//! Fast hash map and hash set type aliases.
//!
//! This module provides type aliases for [`FxHashMap`] and [`FxHashSet`] from the
//! `rustc-hash` crate. These use the Fx hash algorithm which is considerably
//! faster than the standard library's `HashMap` and `HashSet` for the short
//! string keys (object ids, field names, category ids) used throughout the
//! workspace. Maps whose iteration order reaches serialized output use
//! `BTreeMap` instead.
//!
//! # Examples
//!
//! ```
//! use elect_core::{FxHashMap, FxHashSet, fx_hash_set};
//!
//! let mut map: FxHashMap<String, i32> = FxHashMap::default();
//! map.insert("key".to_owned(), 42);
//!
//! let set: FxHashSet<&str> = fx_hash_set();
//! assert!(set.is_empty());
//! ```

/// A [`HashMap`](std::collections::HashMap) using the Fx hash algorithm.
///
/// This is faster than the standard library's `HashMap` for string keys
/// but does not provide denial-of-service resistance.
pub type FxHashMap<K, V> = rustc_hash::FxHashMap<K, V>;

/// A [`HashSet`](std::collections::HashSet) using the Fx hash algorithm.
///
/// This is faster than the standard library's `HashSet` for string keys
/// but does not provide denial-of-service resistance.
pub type FxHashSet<V> = rustc_hash::FxHashSet<V>;

/// Creates a new empty [`FxHashSet`].
///
/// This is equivalent to `FxHashSet::default()` but can be more ergonomic
/// in some contexts due to type inference.
///
/// # Examples
///
/// ```
/// use elect_core::fx_hash_set;
///
/// let set: elect_core::FxHashSet<String> = fx_hash_set();
/// assert!(set.is_empty());
/// ```
#[inline]
#[must_use]
pub fn fx_hash_set<V>() -> FxHashSet<V> {
    FxHashSet::default()
}

#[cfg(test)]
mod tests {
    use super::*;

    #[test]
    fn test_fx_hash_map_operations() {
        let mut map: FxHashMap<&str, i32> = FxHashMap::default();
        map.insert("one", 1);
        map.insert("two", 2);
        assert_eq!(map.get("one"), Some(&1));
        assert_eq!(map.get("three"), None);
    }

    #[test]
    fn test_fx_hash_set_operations() {
        let mut set: FxHashSet<&str> = fx_hash_set();
        set.insert("category_state");
        assert!(set.contains("category_state"));
        assert!(!set.contains("category_party"));
    }
}
//! Canonical records.
//!
//! Each collection of the canonical document has an explicit record type
//! with named optional fields. Records are built by the assembler in
//! `elect-data` and only serialized afterwards; fields are declared in
//! alphabetical order so the JSON output reads like a sorted dump.

use std::collections::BTreeMap;

use serde::{Deserialize, Serialize};
use serde_json::Value;

use super::i18n::I18nText;

/// A governing body (e.g. a board or a legislature).
#[derive(Debug, Clone, PartialEq, Eq, Serialize, Deserialize)]
pub struct Body {
    /// Category the body is grouped under.
    pub category_id: String,
    /// Number of districts the body is elected from.
    pub district_count: Option<u64>,
    /// Short descriptive election facts (term, next election, ...).
    pub election_info: Vec<String>,
    /// Body id.
    pub id: String,
    /// Base-language name.
    pub name: String,
    /// Translations of the name, when the source references a phrase.
    #[serde(default, skip_serializing_if = "Option::is_none")]
    pub name_i18n: Option<I18nText>,
    /// Free-text notes.
    pub notes: Option<String>,
    /// Number of seats.
    pub seat_count: Option<u64>,
    /// Twitter handle.
    pub twitter: Option<String>,
    /// Official website.
    pub url: Option<String>,
    /// Wikipedia article.
    pub wikipedia: Option<String>,
}

/// An elected office.
///
/// Only offices with a translated name are published.
#[derive(Debug, Clone, PartialEq, Eq, Serialize, Deserialize)]
pub struct Office {
    /// Category the office is grouped under.
    pub category_id: String,
    /// Short descriptive election facts.
    pub election_info: Vec<String>,
    /// Office id.
    pub id: String,
    /// Base-language name.
    pub name: String,
    /// Translations of the name.
    pub name_i18n: I18nText,
    /// Number of seats, 1 unless the source says otherwise.
    pub seat_count: u64,
    /// Twitter handle.
    pub twitter: Option<String>,
    /// Official website.
    pub url: Option<String>,
}

/// A category used to group bodies and offices.
#[derive(Debug, Clone, PartialEq, Eq, Serialize, Deserialize)]
pub struct Category {
    /// Category id.
    pub id: String,
    /// Base-language name.
    pub name: String,
    /// Translations of the name, when the source references a phrase.
    #[serde(default, skip_serializing_if = "Option::is_none")]
    pub name_i18n: Option<I18nText>,
}

/// A language the site is published in.
#[derive(Debug, Clone, PartialEq, Eq, Serialize, Deserialize)]
pub struct Language {
    /// Language code (`en`, `es`, ...).
    pub code: String,
    /// Language id.
    pub id: String,
    /// Display name.
    pub name: Option<String>,
    /// Free-text notes.
    pub notes: Option<String>,
}

/// A generated electoral district.
#[derive(Debug, Clone, PartialEq, Eq, Serialize, Deserialize)]
pub struct District {
    /// Code of the district within its district type (e.g. the division number).
    pub district_code: u32,
    /// District type the district belongs to.
    pub district_type_id: String,
    /// District id.
    pub id: String,
}

/// The canonical view of a district: just its display name.
#[derive(Debug, Clone, PartialEq, Eq, Serialize, Deserialize)]
pub struct DistrictSummary {
    /// Display name (the district code).
    pub name: String,
}

/// A generated court office.
#[derive(Debug, Clone, PartialEq, Eq, Serialize, Deserialize)]
pub struct CourtOffice {
    /// Office id.
    pub id: String,
    /// Office type the office belongs to.
    pub office_type_id: String,
    /// Number of seats, when more than the default.
    #[serde(default, skip_serializing_if = "Option::is_none")]
    pub seat_count: Option<u32>,
}

/// An object passed through without a dedicated record type.
///
/// Serializes flat: its fields next to the promoted `id`.
#[derive(Debug, Clone, PartialEq, Serialize, Deserialize)]
pub struct RawObject {
    /// Object id.
    pub id: String,
    /// Remaining fields.
    #[serde(flatten)]
    pub fields: BTreeMap<String, Value>,
}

::::

◆ Task requirements: The string "Value" may appear in the entries. Say how many lines contain it, as a bare number.

◆ Reply to the exercise: 2